Queen Elizabeth lobbied for change in law to hide her private wealth
The documents show that the Queen feared in November 1973 that a proposed bill to bring transparency to corporate shareholdings would cause the public to scrutinize her finances
Queen of the United Kingdom Elizabeth II has successfully persuaded the government to amend a draft law in order to hide her "embarrassing" private wealth from the public, according to records found by the Guardian.
A collection of government memos uncovered in the National Archives show that the private counsel of Elizabeth Windsor placed pressure on ministers to amend draft legislation to avoid public disclosure of her shareholdings.
Following the interference of the Queen, the government introduced into the legislation a provision giving itself the right to exclude from new disclosure measures businesses used by 'heads of state', reports the Guardian.

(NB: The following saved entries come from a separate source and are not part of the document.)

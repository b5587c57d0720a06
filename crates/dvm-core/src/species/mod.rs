//! Species reference data and behaviour model.
//!
//! A [`Species`] carries the light sensitivity and depth bands that drive the
//! migration search; everything else on it is descriptive metadata for the UI.

pub mod behavior;
pub mod catalog;
pub mod phase;

use serde::{Deserialize, Serialize};

pub use behavior::{
    energy_balance, feeding_probability, migration_depth, EnergyBalance, EnergyStatus,
    FeedingResult, MigrationResult,
};
pub use catalog::{Region, SpeciesCatalog};
pub use phase::MigrationPhase;

/// Closed depth interval `[min, max]` in metres.
///
/// Serialised as a two-element array to match the external catalog shape.
#[derive(Debug, Clone, Copy, PartialEq, Serialize, Deserialize)]
#[serde(from = "[f64; 2]", into = "[f64; 2]")]
pub struct DepthBand {
    pub min: f64,
    pub max: f64,
}

impl DepthBand {
    pub const fn new(min: f64, max: f64) -> Self {
        Self { min, max }
    }

    pub fn contains(&self, depth: f64) -> bool {
        depth >= self.min && depth <= self.max
    }

    /// Clamp `depth` into the band. Does not panic on an inverted band.
    pub fn clamp(&self, depth: f64) -> f64 {
        depth.max(self.min).min(self.max)
    }

    pub fn is_well_formed(&self) -> bool {
        self.min >= 0.0 && self.min <= self.max
    }
}

impl From<[f64; 2]> for DepthBand {
    fn from([min, max]: [f64; 2]) -> Self {
        Self { min, max }
    }
}

impl From<DepthBand> for [f64; 2] {
    fn from(b: DepthBand) -> Self {
        [b.min, b.max]
    }
}

/// One migrating organism.
#[derive(Debug, Clone, PartialEq, Serialize, Deserialize)]
#[serde(rename_all = "camelCase")]
pub struct Species {
    pub id: String,
    pub name: String,
    #[serde(default)]
    pub scientific_name: String,
    #[serde(default = "default_true")]
    pub dvm_participant: bool,
    /// Lux below which the organism behaves as if in darkness.
    pub light_sensitivity: f64,
    /// Daytime refuge band.
    pub day_depth: DepthBand,
    /// Nighttime feeding band.
    pub night_depth: DepthBand,
    /// Vertical speed (m/h). Informational.
    #[serde(default)]
    pub migration_speed: f64,
    /// Relative feeding efficiency.
    pub feeding_rate: f64,
    /// Relative metabolic cost.
    pub metabolic_rate: f64,

    // Descriptive metadata, not used in computation.
    #[serde(default)]
    pub size: String,
    #[serde(default)]
    pub feeding_guild: String,
    #[serde(default)]
    pub predators: Vec<String>,
    #[serde(default)]
    pub importance: String,
    #[serde(default)]
    pub icon: String,
    #[serde(default)]
    pub color: String,
    #[serde(default)]
    pub distribution: String,
}

fn default_true() -> bool {
    true
}

impl Species {
    /// Sensitivity and both bands are physically meaningful.
    pub fn is_well_formed(&self) -> bool {
        self.light_sensitivity > 0.0
            && self.day_depth.is_well_formed()
            && self.night_depth.is_well_formed()
    }
}

#[cfg(test)]
mod tests {
    use super::*;

    #[test]
    fn band_clamp_and_contains() {
        let b = DepthBand::new(20.0, 100.0);
        assert_eq!(b.clamp(5.0), 20.0);
        assert_eq!(b.clamp(50.0), 50.0);
        assert_eq!(b.clamp(400.0), 100.0);
        assert!(b.contains(20.0) && b.contains(100.0));
        assert!(!b.contains(100.5));
    }

    #[test]
    fn inverted_band_clamp_does_not_panic() {
        let b = DepthBand::new(100.0, 20.0);
        assert!(!b.is_well_formed());
        assert_eq!(b.clamp(50.0), 20.0);
    }

    #[test]
    fn deserialises_external_catalog_shape() {
        let json = r#"{
            "id": "copepods",
            "name": "Copepods",
            "scientificName": "Calanus finmarchicus",
            "lightSensitivity": 0.001,
            "dayDepth": [200, 400],
            "nightDepth": [0, 50],
            "migrationSpeed": 50,
            "feedingRate": 0.8,
            "metabolicRate": 0.02,
            "predators": ["small fish"]
        }"#;
        let s: Species = serde_json::from_str(json).unwrap();
        assert_eq!(s.day_depth, DepthBand::new(200.0, 400.0));
        assert!(s.dvm_participant);
        assert!(s.is_well_formed());

        let back = serde_json::to_value(&s).unwrap();
        assert_eq!(back["nightDepth"], serde_json::json!([0.0, 50.0]));
    }
}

In reality, the scheme that was conceived in the 1970s was used to establish a state-backed shell corporation that is known to have imposed a veil of secrecy until at least 2011 over the private shareholdings and investments of the Queen.

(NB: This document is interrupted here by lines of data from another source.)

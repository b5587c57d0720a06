//! Full 24-hour migration trace for one species under fixed conditions.

use serde::{Deserialize, Serialize};

use crate::error::Result;
use crate::light::WaterClarity;
use crate::params::ModelParams;
use crate::species::behavior::migration_depth_with;
use crate::species::{energy_balance, feeding_probability, EnergyBalance, MigrationPhase, MigrationResult, Species};

pub const HOURS_PER_DAY: usize = 24;

/// Migration and feeding state at one integer hour.
#[derive(Debug, Clone, PartialEq, Serialize, Deserialize)]
#[serde(rename_all = "camelCase")]
pub struct HourlyRecord {
    pub hour: u32,
    #[serde(flatten)]
    pub migration: MigrationResult,
    pub feeding_probability: f64,
    pub feeding_phase: MigrationPhase,
    pub in_optimal_zone: bool,
}

#[derive(Debug, Clone, PartialEq, Serialize, Deserialize)]
#[serde(rename_all = "camelCase")]
pub struct DaySummary {
    /// Hours whose feeding probability exceeds the effective-feeding threshold.
    pub effective_feeding_hours: u32,
    /// Mean target depth over the 24 hours (m).
    pub average_depth: f64,
    pub max_suppression_depth: f64,
    pub is_disrupted: bool,
}

#[derive(Debug, Clone, PartialEq, Serialize, Deserialize)]
#[serde(rename_all = "camelCase")]
pub struct DayCycle {
    pub hourly_data: Vec<HourlyRecord>,
    pub summary: DaySummary,
}

impl DayCycle {
    /// Total vertical distance travelled over the day, including the move
    /// from hour 23 back to hour 0.
    pub fn migration_distance(&self) -> f64 {
        let depths: Vec<f64> = self.hourly_data.iter().map(|h| h.migration.current_depth).collect();
        let Some((&first, &last)) = depths.first().zip(depths.last()) else {
            return 0.0;
        };
        let within: f64 = depths.windows(2).map(|w| (w[1] - w[0]).abs()).sum();
        within + (first - last).abs()
    }

    /// Energy budget of the simulated day for `species`.
    pub fn energy_balance(&self, species: &Species) -> Result<EnergyBalance> {
        energy_balance(
            self.summary.effective_feeding_hours as f64,
            self.migration_distance(),
            species,
        )
    }
}

/// Simulate hours 0..23 with default model parameters.
pub fn simulate_day(species: &Species, artificial_lux: f64, clarity: WaterClarity) -> DayCycle {
    simulate_day_with(&ModelParams::default(), species, artificial_lux, clarity)
}

pub fn simulate_day_with(
    params: &ModelParams,
    species: &Species,
    artificial_lux: f64,
    clarity: WaterClarity,
) -> DayCycle {
    let hourly_data: Vec<HourlyRecord> = (0..HOURS_PER_DAY as u32)
        .map(|hour| {
            let h = hour as f64;
            let migration = migration_depth_with(params, h, artificial_lux, species, clarity);
            let feeding = feeding_probability(migration.current_depth, migration.light_at_depth, species, h);
            HourlyRecord {
                hour,
                migration,
                feeding_probability: feeding.probability,
                feeding_phase: feeding.phase,
                in_optimal_zone: feeding.in_optimal_zone,
            }
        })
        .collect();

    let effective_feeding_hours = hourly_data
        .iter()
        .filter(|h| h.feeding_probability > params.effective_feeding_probability)
        .count() as u32;
    let average_depth = hourly_data.iter().map(|h| h.migration.current_depth).sum::<f64>()
        / HOURS_PER_DAY as f64;
    let max_suppression_depth = hourly_data
        .iter()
        .map(|h| h.migration.suppression_depth)
        .fold(0.0, f64::max);

    DayCycle {
        summary: DaySummary {
            effective_feeding_hours,
            average_depth,
            max_suppression_depth,
            is_disrupted: max_suppression_depth > params.day_disruption_threshold_m,
        },
        hourly_data,
    }
}

/// One simulated day per species id, in input order, with default model
/// parameters.
pub fn simulate_catalog(species: &[&Species], artificial_lux: f64, clarity: WaterClarity) -> Vec<(String, DayCycle)> {
    simulate_catalog_with(&ModelParams::default(), species, artificial_lux, clarity)
}

/// Runs on the rayon pool when the `threading` feature is enabled.
pub fn simulate_catalog_with(
    params: &ModelParams,
    species: &[&Species],
    artificial_lux: f64,
    clarity: WaterClarity,
) -> Vec<(String, DayCycle)> {
    #[cfg(feature = "threading")]
    {
        use rayon::prelude::*;
        species
            .par_iter()
            .map(|&s| (s.id.clone(), simulate_day_with(params, s, artificial_lux, clarity)))
            .collect()
    }
    #[cfg(not(feature = "threading"))]
    {
        species
            .iter()
            .map(|&s| (s.id.clone(), simulate_day_with(params, s, artificial_lux, clarity)))
            .collect()
    }
}

#[cfg(test)]
mod tests {
    use super::*;
    use crate::species::SpeciesCatalog;

    #[test]
    fn copepods_clear_water_no_pollution_not_disrupted() {
        let cat = SpeciesCatalog::builtin();
        let day = simulate_day(cat.require("copepods").unwrap(), 0.0, WaterClarity::Clear);
        assert_eq!(day.hourly_data.len(), 24);
        assert_eq!(day.summary.max_suppression_depth, 0.0);
        assert!(!day.summary.is_disrupted);
    }

    #[test]
    fn hours_are_in_order() {
        let cat = SpeciesCatalog::builtin();
        let day = simulate_day(cat.require("krill").unwrap(), 5.0, WaterClarity::Moderate);
        let hours: Vec<u32> = day.hourly_data.iter().map(|h| h.hour).collect();
        assert_eq!(hours, (0..24).collect::<Vec<u32>>());
    }

    /// Heavy pollution in turbid water pushes jellyfish far below their
    /// natural night refuge.
    #[test]
    fn strong_light_disrupts_the_day() {
        let cat = SpeciesCatalog::builtin();
        let day = simulate_day(cat.require("jellyfishSmall").unwrap(), 100.0, WaterClarity::VeryTurbid);
        assert!(day.summary.max_suppression_depth > 50.0);
        assert!(day.summary.is_disrupted);
    }

    #[test]
    fn summary_matches_hourly_records() {
        let cat = SpeciesCatalog::builtin();
        let day = simulate_day(cat.require("salps").unwrap(), 2.0, WaterClarity::Turbid);
        let mean = day.hourly_data.iter().map(|h| h.migration.current_depth).sum::<f64>() / 24.0;
        assert!((day.summary.average_depth - mean).abs() < 1e-9);
        let feeding = day.hourly_data.iter().filter(|h| h.feeding_probability > 0.5).count() as u32;
        assert_eq!(day.summary.effective_feeding_hours, feeding);
    }

    #[test]
    fn migration_distance_closes_the_loop() {
        let cat = SpeciesCatalog::builtin();
        let krill = cat.require("krill").unwrap();
        let day = simulate_day(krill, 0.0, WaterClarity::Moderate);
        let d = day.migration_distance();
        // A closed loop covers every excursion twice.
        let max = day.hourly_data.iter().map(|h| h.migration.current_depth).fold(0.0, f64::max);
        let min = day.hourly_data.iter().map(|h| h.migration.current_depth).fold(f64::INFINITY, f64::min);
        assert!(d >= 2.0 * (max - min) - 1e-9);
        assert!(day.energy_balance(krill).is_ok());
    }

    #[test]
    fn catalog_run_preserves_order() {
        let cat = SpeciesCatalog::builtin();
        let species: Vec<&Species> = cat.iter().collect();
        let runs = simulate_catalog(&species, 1.0, WaterClarity::Clear);
        assert_eq!(runs.len(), cat.len());
        for ((id, day), expected) in runs.iter().zip(cat.iter()) {
            assert_eq!(*id, expected.id);
            assert_eq!(*day, simulate_day(expected, 1.0, WaterClarity::Clear));
        }
    }
}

The documents show that the Queen feared in November 1973 that a proposed bill to bring transparency to corporate shareholdings would cause the public to scrutinize her finances.
As a consequence, she sent her private counsel to press the government to make reforms.

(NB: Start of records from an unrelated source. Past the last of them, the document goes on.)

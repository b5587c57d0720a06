//! Catalog of artificial light-pollution sources along the coast.
//!
//! Lebanese coastal sources plus major Mediterranean hotspots. Each source
//! has an at-source intensity and an effective radius; the combined
//! pollution at a point sums an exponential falloff over every source whose
//! radius reaches it.

use std::str::FromStr;

use serde::{Deserialize, Serialize};

use crate::coords::LatLon;
use crate::error::DvmError;
use crate::impact::Severity;

/// Search radius for sources that may contribute at a point (km).
pub const POLLUTION_SEARCH_RADIUS_KM: f64 = 50.0;

#[derive(Debug, Clone, Copy, PartialEq, Eq, Hash, Serialize, Deserialize)]
#[serde(rename_all = "snake_case")]
pub enum SourceType {
    Port,
    Fishing,
    Shipping,
    OilPlatform,
    CoastalCity,
    Cruise,
}

/// Display and typical-value metadata for a source type.
#[derive(Debug, Clone, Copy, PartialEq, Serialize)]
#[serde(rename_all = "camelCase")]
pub struct SourceTypeInfo {
    pub icon: &'static str,
    pub color: &'static str,
    pub description: &'static str,
    pub avg_intensity: f64,
    pub avg_radius: f64,
}

impl SourceType {
    pub const ALL: [SourceType; 6] = [
        SourceType::Port,
        SourceType::Fishing,
        SourceType::Shipping,
        SourceType::OilPlatform,
        SourceType::CoastalCity,
        SourceType::Cruise,
    ];

    pub fn key(self) -> &'static str {
        match self {
            SourceType::Port        => "port",
            SourceType::Fishing     => "fishing",
            SourceType::Shipping    => "shipping",
            SourceType::OilPlatform => "oil_platform",
            SourceType::CoastalCity => "coastal_city",
            SourceType::Cruise      => "cruise",
        }
    }

    pub fn info(self) -> SourceTypeInfo {
        match self {
            SourceType::Port => SourceTypeInfo {
                icon: "⚓", color: "#FF6B35",
                description: "Commercial and cargo ports with 24/7 operations",
                avg_intensity: 80_000.0, avg_radius: 3000.0,
            },
            SourceType::Fishing => SourceTypeInfo {
                icon: "🎣", color: "#FFD93D",
                description: "Fishing vessels using lights to attract catch",
                avg_intensity: 100_000.0, avg_radius: 2500.0,
            },
            SourceType::Shipping => SourceTypeInfo {
                icon: "🚢", color: "#F25C54",
                description: "Major shipping lanes with constant vessel traffic",
                avg_intensity: 80_000.0, avg_radius: 4000.0,
            },
            SourceType::OilPlatform => SourceTypeInfo {
                icon: "🛢️", color: "#C44569",
                description: "Offshore oil/gas platforms with intense lighting",
                avg_intensity: 200_000.0, avg_radius: 5000.0,
            },
            SourceType::CoastalCity => SourceTypeInfo {
                icon: "🏙️", color: "#58B1F0",
                description: "Coastal urban areas with street and building lights",
                avg_intensity: 30_000.0, avg_radius: 2000.0,
            },
            SourceType::Cruise => SourceTypeInfo {
                icon: "🛳️", color: "#A8E6CF",
                description: "Cruise ships with extensive deck and cabin lighting",
                avg_intensity: 60_000.0, avg_radius: 1500.0,
            },
        }
    }
}

impl FromStr for SourceType {
    type Err = DvmError;

    fn from_str(s: &str) -> Result<Self, Self::Err> {
        let key = s.trim().replace('-', "_");
        SourceType::ALL
            .into_iter()
            .find(|t| t.key().eq_ignore_ascii_case(&key))
            .ok_or_else(|| DvmError::UnknownKey { kind: "source type", key: s.to_string() })
    }
}

#[derive(Debug, Clone, PartialEq, Serialize, Deserialize)]
#[serde(rename_all = "camelCase")]
pub struct LightSource {
    pub id: String,
    pub name: String,
    pub coords: LatLon,
    #[serde(rename = "type")]
    pub kind: SourceType,
    /// Lux at the source.
    pub intensity: f64,
    /// Effective radius (m).
    pub radius: f64,
    /// Operating hours, e.g. `24/7` or `18:00-06:00`.
    pub operational: String,
    pub impact: Severity,
    pub description: String,
}

/// One source's share of the pollution at a point.
#[derive(Debug, Clone, PartialEq, Serialize, Deserialize)]
#[serde(rename_all = "camelCase")]
pub struct SourceContribution {
    pub source_id: String,
    pub name: String,
    pub distance_m: f64,
    /// Lux contributed at the point.
    pub contribution: f64,
}

#[derive(Debug, Clone, PartialEq, Serialize, Deserialize)]
#[serde(rename_all = "camelCase")]
pub struct PointPollution {
    pub total_light: f64,
    pub contributing_sources: Vec<SourceContribution>,
    pub dominant_source: Option<SourceContribution>,
}

// ── Built-in tables ───────────────────────────────────────────────────────────

type Row = (&'static str, &'static str, f64, f64, SourceType, f64, f64, &'static str, Severity, &'static str);

const LEBANON: &[Row] = &[
    ("beirut-port", "Beirut Port", 33.9010, 35.5200, SourceType::Port, 80_000.0, 3000.0, "24/7",
     Severity::Critical, "Major commercial port with extensive nighttime operations"),
    ("tripoli-port", "Tripoli Port", 34.4492, 35.8217, SourceType::Port, 60_000.0, 2500.0, "24/7",
     Severity::High, "Second largest port, significant industrial lighting"),
    ("beirut-corniche", "Beirut Corniche", 33.8938, 35.4818, SourceType::CoastalCity, 30_000.0, 2000.0, "18:00-06:00",
     Severity::High, "Popular waterfront promenade with extensive street lighting"),
    ("jounieh-bay", "Jounieh Bay", 33.9808, 35.6178, SourceType::CoastalCity, 25_000.0, 1800.0, "18:00-02:00",
     Severity::Moderate, "Tourist area with restaurants, clubs, and marina lighting"),
    ("tyre-fishing", "Tyre Fishing Port", 33.2720, 35.2030, SourceType::Fishing, 45_000.0, 1500.0, "20:00-04:00",
     Severity::Moderate, "Active fishing port with boat lights attracting fish"),
    ("sidon-port", "Sidon Port", 33.5630, 35.3730, SourceType::Port, 50_000.0, 2000.0, "24/7",
     Severity::High, "Historical port with modern cargo operations"),
    ("batroun-coast", "Batroun Coastal Strip", 34.2553, 35.6583, SourceType::CoastalCity, 15_000.0, 1000.0, "19:00-01:00",
     Severity::Low, "Growing tourist destination with beach clubs"),
    ("byblos-harbor", "Byblos Old Harbor", 34.1213, 35.6483, SourceType::Fishing, 20_000.0, 800.0, "18:00-23:00",
     Severity::Low, "Ancient harbor, now tourist attraction with ambient lighting"),
];

const GLOBAL: &[Row] = &[
    ("suez-canal", "Suez Canal Shipping Route", 30.0, 32.5, SourceType::Shipping, 100_000.0, 5000.0, "24/7",
     Severity::Critical, "One of busiest shipping routes, constant ship traffic"),
    ("gibraltar", "Strait of Gibraltar", 36.0, -5.5, SourceType::Shipping, 90_000.0, 4000.0, "24/7",
     Severity::Critical, "Major maritime chokepoint with heavy traffic"),
    ("marseille", "Port of Marseille", 43.3, 5.4, SourceType::Port, 120_000.0, 4000.0, "24/7",
     Severity::Critical, "Largest port in France and Mediterranean"),
    ("barcelona", "Barcelona Port", 41.38, 2.18, SourceType::Port, 100_000.0, 3500.0, "24/7",
     Severity::Critical, "Major cruise and cargo port"),
    ("haifa", "Haifa Port", 32.82, 34.98, SourceType::Port, 95_000.0, 3500.0, "24/7",
     Severity::Critical, "Major Mediterranean port with refinery"),
    ("egypt-offshore", "Egyptian Gas Fields", 31.5, 33.0, SourceType::OilPlatform, 200_000.0, 6000.0, "24/7",
     Severity::Critical, "Offshore gas extraction platforms with intense lighting"),
    ("cyprus-drilling", "Cyprus Offshore Drilling", 34.5, 33.0, SourceType::OilPlatform, 180_000.0, 5000.0, "24/7",
     Severity::Critical, "Natural gas exploration platforms"),
    ("sicily-fishing", "Sicilian Fishing Fleet", 37.0, 14.0, SourceType::Fishing, 150_000.0, 4000.0, "20:00-04:00",
     Severity::High, "Large-scale commercial fishing with light attraction"),
    ("libya-fishing", "Libyan Coast Fishing", 32.5, 22.0, SourceType::Fishing, 130_000.0, 3500.0, "19:00-05:00",
     Severity::High, "Industrial fishing operations"),
];

fn from_rows(rows: &[Row]) -> Vec<LightSource> {
    rows.iter()
        .map(|&(id, name, lat, lon, kind, intensity, radius, operational, impact, description)| LightSource {
            id: id.to_string(),
            name: name.to_string(),
            coords: LatLon::new(lat, lon),
            kind,
            intensity,
            radius,
            operational: operational.to_string(),
            impact,
            description: description.to_string(),
        })
        .collect()
}

// ── Store ─────────────────────────────────────────────────────────────────────

/// Immutable source store.
#[derive(Debug, Clone, Default, Serialize, Deserialize)]
pub struct SourceCatalog {
    sources: Vec<LightSource>,
}

impl SourceCatalog {
    /// Lebanese coastal sources followed by the Mediterranean hotspots.
    pub fn builtin() -> Self {
        let mut sources = from_rows(LEBANON);
        sources.extend(from_rows(GLOBAL));
        Self { sources }
    }

    pub fn lebanon() -> Self {
        Self { sources: from_rows(LEBANON) }
    }

    pub fn new(sources: Vec<LightSource>) -> Self {
        Self { sources }
    }

    pub fn all(&self) -> &[LightSource] {
        &self.sources
    }

    pub fn by_type(&self, kind: SourceType) -> Vec<&LightSource> {
        self.sources.iter().filter(|s| s.kind == kind).collect()
    }

    pub fn by_impact(&self, impact: Severity) -> Vec<&LightSource> {
        self.sources.iter().filter(|s| s.impact == impact).collect()
    }

    /// Sources whose position lies within `radius_km` of `point`.
    pub fn near(&self, point: LatLon, radius_km: f64) -> Vec<&LightSource> {
        self.sources
            .iter()
            .filter(|s| point.distance_km(s.coords) <= radius_km)
            .collect()
    }

    /// Combined artificial light at `point`.
    ///
    /// A source contributes `intensity · exp(−d / radius)` when the point is
    /// within its own radius.
    pub fn total_light_pollution(&self, point: LatLon) -> PointPollution {
        let contributing_sources: Vec<SourceContribution> = self
            .near(point, POLLUTION_SEARCH_RADIUS_KM)
            .into_iter()
            .filter_map(|s| {
                let distance_m = point.distance_km(s.coords) * 1000.0;
                (distance_m <= s.radius).then(|| SourceContribution {
                    source_id: s.id.clone(),
                    name: s.name.clone(),
                    distance_m,
                    contribution: s.intensity * (-distance_m / s.radius).exp(),
                })
            })
            .collect();

        let total_light = contributing_sources.iter().map(|c| c.contribution).sum();
        let dominant_source = contributing_sources
            .iter()
            .fold(None::<&SourceContribution>, |best, c| match best {
                Some(b) if b.contribution >= c.contribution => Some(b),
                _ => Some(c),
            })
            .cloned();

        PointPollution { total_light, contributing_sources, dominant_source }
    }
}

#[cfg(test)]
mod tests {
    use super::*;

    #[test]
    fn builtin_counts() {
        let cat = SourceCatalog::builtin();
        assert_eq!(cat.all().len(), 17);
        assert_eq!(SourceCatalog::lebanon().all().len(), 8);
        assert_eq!(cat.by_type(SourceType::OilPlatform).len(), 2);
        assert_eq!(cat.by_impact(Severity::Low).len(), 2);
        assert!(cat.by_type(SourceType::Cruise).is_empty());
    }

    #[test]
    fn near_beirut_finds_lebanese_sources_only() {
        let cat = SourceCatalog::builtin();
        let ids: Vec<&str> = cat.near(LatLon::new(33.90, 35.50), 20.0).iter().map(|s| s.id.as_str()).collect();
        assert!(ids.contains(&"beirut-port"));
        assert!(ids.contains(&"beirut-corniche"));
        assert!(!ids.contains(&"haifa"));
    }

    #[test]
    fn pollution_at_a_source_is_its_intensity() {
        let cat = SourceCatalog::builtin();
        let p = cat.total_light_pollution(LatLon::new(33.9010, 35.5200));
        let port = p.contributing_sources.iter().find(|c| c.source_id == "beirut-port").unwrap();
        assert!((port.contribution - 80_000.0).abs() < 1e-6);
        assert_eq!(p.dominant_source.as_ref().unwrap().source_id, "beirut-port");
        assert!(p.total_light >= 80_000.0);
    }

    #[test]
    fn open_sea_is_dark() {
        let cat = SourceCatalog::builtin();
        let p = cat.total_light_pollution(LatLon::new(35.0, 20.0));
        assert_eq!(p.total_light, 0.0);
        assert!(p.contributing_sources.is_empty());
        assert!(p.dominant_source.is_none());
    }

    #[test]
    fn parses_type_keys() {
        assert_eq!("oil-platform".parse::<SourceType>().unwrap(), SourceType::OilPlatform);
        assert_eq!("Port".parse::<SourceType>().unwrap(), SourceType::Port);
        assert!("lighthouse".parse::<SourceType>().is_err());
    }

    #[test]
    fn serialises_type_key() {
        let cat = SourceCatalog::lebanon();
        let v = serde_json::to_value(&cat.all()[2]).unwrap();
        assert_eq!(v["type"], "coastal_city");
        assert_eq!(v["impact"], "high");
        assert_eq!(v["coords"], serde_json::json!([33.8938, 35.4818]));
    }
}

The true extent of her wealth has never been revealed, although hundreds of millions of pounds have been estimated.
Proof of the lobbying of ministers by the monarch was discovered by a Guardian inquiry into the use of an arcane parliamentary practice by the royal family, known as the Queen's consent, to secretly control the formulation of British laws.
Unlike the better-known procedure of royal assent, a formality that marks the moment when a bill becomes law, Queen's consent must be sought before legislation can be approved by parliament.
It requires ministers to alert the Queen when legislation might affect either the royal prerogative or the private interests of the crown.
The website of the royal family describes it as "a long established convention" and constitutional scholars have tended to regard consent as an opaque but harmless example of the pageantry that surrounds the monarchy.
But documents unearthed in the National Archives, which the Guardian is publishing this week, suggest that the consent process, which gives the Queen and her lawyers advance sight of bills coming into parliament, has enabled her to secretly lobby for legislative changes.
Thomas Adams, a specialist in constitutional law at Oxford University who reviewed the new documents, said they revealed "the kind of influence over legislation that lobbyists would only dream of". The mere existence of the consent procedure, he said, appeared to have given the monarch "substantial influence" over draft laws that could affect her.